Comment is made by counsel upon Goldsmith’s inexactness in his testimony as to the weight of these precious stones, but that was a question for the jury.

Plaintiffs in error insist, also, that there was error in giving to the jury, at the request of plaintiffs, certain instructions, one of which, similar to others, was as follows:

“If the jury believe, from the evidence, that the goods for which replevin was brought were purchased by Harry Leon from the plaintiffs and delivered to the said Harry Leon, and that the plaintiffs have, by a preponderance of the evidence, established the fact that said goods were purchased by the said Harry Leon under false representations made by him, which representations were relied on by the plaintiffs and the goods sold to Leon on the strength thereof, or if the jury believe that the plaintiffs have, by a preponderance of the evidence, established the fact that said goods were purchased by Leon from the plaintiffs with the fraudulent intent not to pay for the same, then the plaintiffs are entitled to the possession of such goods, and your verdict must be for the plaintiffs.”

In view of the fact that the principal question, and the one upon which most of the evidence was heard, was whether or not the diamonds taken by the sheriff were the same diamonds described in the affidavit and the writ, or, in other words, were the same diamonds for which the “replevin was brought,” these instructions, standing alone and literally interpreted, were inaccurate and erroneous. There was no contest upon the question of fraud mentioned in the instructions. The fraud was practically admitted, but the plaintiffs were not entitled to a judgment for the diamonds taken unless they were the diamonds belonging to the plaintiffs.

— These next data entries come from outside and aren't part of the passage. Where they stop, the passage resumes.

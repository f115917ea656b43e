//! Command recording and deferred execution for the Ember renderer.
//!
//! This crate provides:
//! - A frames-in-flight ring with fence-guarded command buffer reuse
//! - Deferred destruction of GPU resources behind the frame fences
//! - A retained command stream recorded as plain data
//! - An executor that replays the stream into command buffers
//! - A scheduler that hands finished frames to a submission thread

pub mod deferred;
pub mod device;
pub mod diagnostics;
pub mod error;
pub mod frame;
pub mod runner;
pub mod scheduler;
pub mod stream;
pub mod vulkan;

#[cfg(test)]
mod mock;

pub use deferred::{DeleteCallback, DeleteList};
pub use device::{DeviceCaps, DeviceOps};
pub use diagnostics::{DiagnosticLevel, Diagnostics, DEFAULT_REPORT_LIMIT};
pub use error::{GpuError, Result};
pub use frame::{
    FrameContext, FramePipeline, PipelineConfig, DEFAULT_INFLIGHT_FRAMES, MAX_INFLIGHT_FRAMES,
};
pub use runner::{run_steps, CommandSink, RunStats};
pub use scheduler::{FrameWork, RenderScheduler};
pub use stream::{
    BlitStep, ClearValues, CopyStep, DrawCall, IndexedDrawCall, LoadAction, ReadbackStep,
    RenderCommand, RenderPassDesc, RenderStep, RenderTarget, Step, StepQueue,
};
pub use vulkan::{VulkanDevice, VulkanSink};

But the court gave to the jury, at the request of the defendants, no less than six instructions to the effect that the plaintiffs could not recover unless the jury believed, from the evidence, that the diamonds taken on the writ of replevin were the identical diamonds sold by the plaintiffs to Leon, two of which instructions were as follows:

1. “The court instructs the jury that this is an action of replevin commenced by the plaintiffs by the filing of an affidavit, wherein they claim, under oath, that they are entitled to the possession of certain diamonds described therein. Before the plaintiffs can recover under their claim, they must establish, by a preponderance of the evidence, that the diamonds which they took from the possession of Harry Leon under the replevin writ issued upon the strength of said affidavit for replevin, were and are the diamonds which were originally sold and delivered by the plaintiffs to Harry Leon; and upon this issue it is the duty of the plaintiffs to prove the facts by a preponderance of the evidence, and if they have not done so, then the plaintiffs cannot recover, and the verdict of the jury should be for the defendants. ”

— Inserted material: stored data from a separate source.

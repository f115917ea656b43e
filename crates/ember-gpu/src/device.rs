//! Device seam.
//!
//! The frame pipeline and scheduler never talk to `ash` directly; they go
//! through [`DeviceOps`], which covers exactly the calls this layer needs.
//! [`crate::vulkan::VulkanDevice`] is the production implementation; tests
//! substitute a logging double.

use ash::vk;
use gpu_allocator::vulkan::Allocation;

use crate::error::Result;
use crate::runner::CommandSink;

/// Device operations consumed by this layer.
///
/// Creation, recording, and submission methods are safe: handle validity is a
/// construction invariant of the implementing type. The destroy family is
/// unsafe because the caller asserts the GPU has finished with the object,
/// which nothing here can check.
pub trait DeviceOps: Send + Sync {
    /// Create a fence, optionally already signaled.
    fn create_fence(&self, signaled: bool) -> Result<vk::Fence>;

    /// Wait for a fence. Returns `false` if the timeout elapsed first.
    fn wait_fence(&self, fence: vk::Fence, timeout_ns: u64) -> Result<bool>;

    /// Reset a fence to the unsignaled state.
    fn reset_fence(&self, fence: vk::Fence) -> Result<()>;

    /// Create a command pool on the submission queue's family.
    fn create_command_pool(&self) -> Result<vk::CommandPool>;

    /// Allocate primary command buffers from a pool.
    fn allocate_command_buffers(
        &self,
        pool: vk::CommandPool,
        count: u32,
    ) -> Result<Vec<vk::CommandBuffer>>;

    /// Reset a whole pool, recycling its command buffers.
    fn reset_command_pool(&self, pool: vk::CommandPool) -> Result<()>;

    /// Begin one-time recording on a command buffer.
    fn begin_commands(&self, cmd: vk::CommandBuffer) -> Result<()>;

    /// Finish recording on a command buffer.
    fn end_commands(&self, cmd: vk::CommandBuffer) -> Result<()>;

    /// Make a sink that records replayed steps into `cmd`.
    ///
    /// Recording must be active on `cmd` for the sink's lifetime.
    fn make_sink(&self, cmd: vk::CommandBuffer) -> Box<dyn CommandSink + '_>;

    /// Submit command buffers, signaling `fence` on completion.
    fn submit(&self, command_buffers: &[vk::CommandBuffer], fence: vk::Fence) -> Result<()>;

    /// Block until the device is idle.
    fn wait_idle(&self) -> Result<()>;

    /// Destroy a fence.
    ///
    /// # Safety
    /// The fence must not be in use by any pending submission.
    unsafe fn destroy_fence(&self, fence: vk::Fence);

    /// Destroy a command pool and every buffer allocated from it.
    ///
    /// # Safety
    /// No buffer from the pool may be pending execution.
    unsafe fn destroy_command_pool(&self, pool: vk::CommandPool);

    /// Free raw device memory.
    ///
    /// # Safety
    /// Nothing may still be bound to or reading the memory.
    unsafe fn free_memory(&self, memory: vk::DeviceMemory);

    /// Destroy a buffer.
    ///
    /// # Safety
    /// The GPU must have finished with the buffer.
    unsafe fn destroy_buffer(&self, buffer: vk::Buffer);

    /// Destroy a buffer and release its allocation.
    ///
    /// # Safety
    /// The GPU must have finished with the buffer.
    unsafe fn destroy_buffer_with_alloc(&self, buffer: vk::Buffer, allocation: Allocation);

    /// Destroy a buffer view.
    ///
    /// # Safety
    /// The GPU must have finished with the view.
    unsafe fn destroy_buffer_view(&self, view: vk::BufferView);

    /// Destroy an image.
    ///
    /// # Safety
    /// The GPU must have finished with the image.
    unsafe fn destroy_image(&self, image: vk::Image);

    /// Destroy an image and release its allocation.
    ///
    /// # Safety
    /// The GPU must have finished with the image.
    unsafe fn destroy_image_with_alloc(&self, image: vk::Image, allocation: Allocation);

    /// Destroy an image view.
    ///
    /// # Safety
    /// The GPU must have finished with the view.
    unsafe fn destroy_image_view(&self, view: vk::ImageView);

    /// Destroy a sampler.
    ///
    /// # Safety
    /// The GPU must have finished with the sampler.
    unsafe fn destroy_sampler(&self, sampler: vk::Sampler);

    /// Destroy a pipeline.
    ///
    /// # Safety
    /// The GPU must have finished with the pipeline.
    unsafe fn destroy_pipeline(&self, pipeline: vk::Pipeline);

    /// Destroy a pipeline cache.
    ///
    /// # Safety
    /// No pipeline creation may be using the cache.
    unsafe fn destroy_pipeline_cache(&self, cache: vk::PipelineCache);

    /// Destroy a render pass.
    ///
    /// # Safety
    /// The GPU must have finished with the render pass.
    unsafe fn destroy_render_pass(&self, render_pass: vk::RenderPass);

    /// Destroy a framebuffer.
    ///
    /// # Safety
    /// The GPU must have finished with the framebuffer.
    unsafe fn destroy_framebuffer(&self, framebuffer: vk::Framebuffer);

    /// Destroy a pipeline layout.
    ///
    /// # Safety
    /// No pipeline still referencing the layout may be pending.
    unsafe fn destroy_pipeline_layout(&self, layout: vk::PipelineLayout);

    /// Destroy a descriptor set layout.
    ///
    /// # Safety
    /// No pool or pipeline layout referencing it may remain.
    unsafe fn destroy_descriptor_set_layout(&self, layout: vk::DescriptorSetLayout);

    /// Destroy a descriptor pool and every set allocated from it.
    ///
    /// # Safety
    /// The GPU must have finished with all sets from the pool.
    unsafe fn destroy_descriptor_pool(&self, pool: vk::DescriptorPool);

    /// Destroy a query pool.
    ///
    /// # Safety
    /// No pending commands may reference the pool.
    unsafe fn destroy_query_pool(&self, pool: vk::QueryPool);
}

/// Read-only device facts handed to the pipeline at attach time.
///
/// These only annotate logging and destroy paths; the scheduling contract
/// does not depend on them.
#[derive(Debug, Clone)]
pub struct DeviceCaps {
    /// Device name for logs.
    pub device_name: String,
    /// Whether dedicated allocations are preferred for large targets.
    pub dedicated_allocation: bool,
    /// Whether synchronization2 is available.
    pub sync2: bool,
}

impl Default for DeviceCaps {
    fn default() -> Self {
        Self {
            device_name: "unknown".to_string(),
            dedicated_allocation: false,
            sync2: false,
        }
    }
}

impl DeviceCaps {
    /// Get a human-readable summary for the attach log line.
    pub fn summary(&self) -> String {
        format!(
            "{} (dedicated allocation: {}, sync2: {})",
            self.device_name, self.dedicated_allocation, self.sync2,
        )
    }
}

6. “The court further instructs the jury that the mere fact that the plaintiffs have been defrauded by the defendant Leon out of their diamonds does not give them any right in this case to replevin goods in the possession of Leon which Leon had purchased from other parties, if such be the evidence, although it may further appear, from the evidence, that the said goods were obtained from other parties with the intention never to pay for them; and the jury have no right to permit themselves to be influenced against Leon by reason of the wrong done to the plaintiffs, and deny to Leon a verdict, if, on the question of the identity of the replevined property, it appears, from the evidence, that the 126 diamonds replevined never belonged to the plaintiffs and had never been sold by them to Leon. The credibility, upon the question of the identity of the goods, of the plaintiffs and Leon, as witnesses on this trial, is to be judged by the jury in the light of all the corroborating evidence, if any there be, and the circumstances in evidence, if any.”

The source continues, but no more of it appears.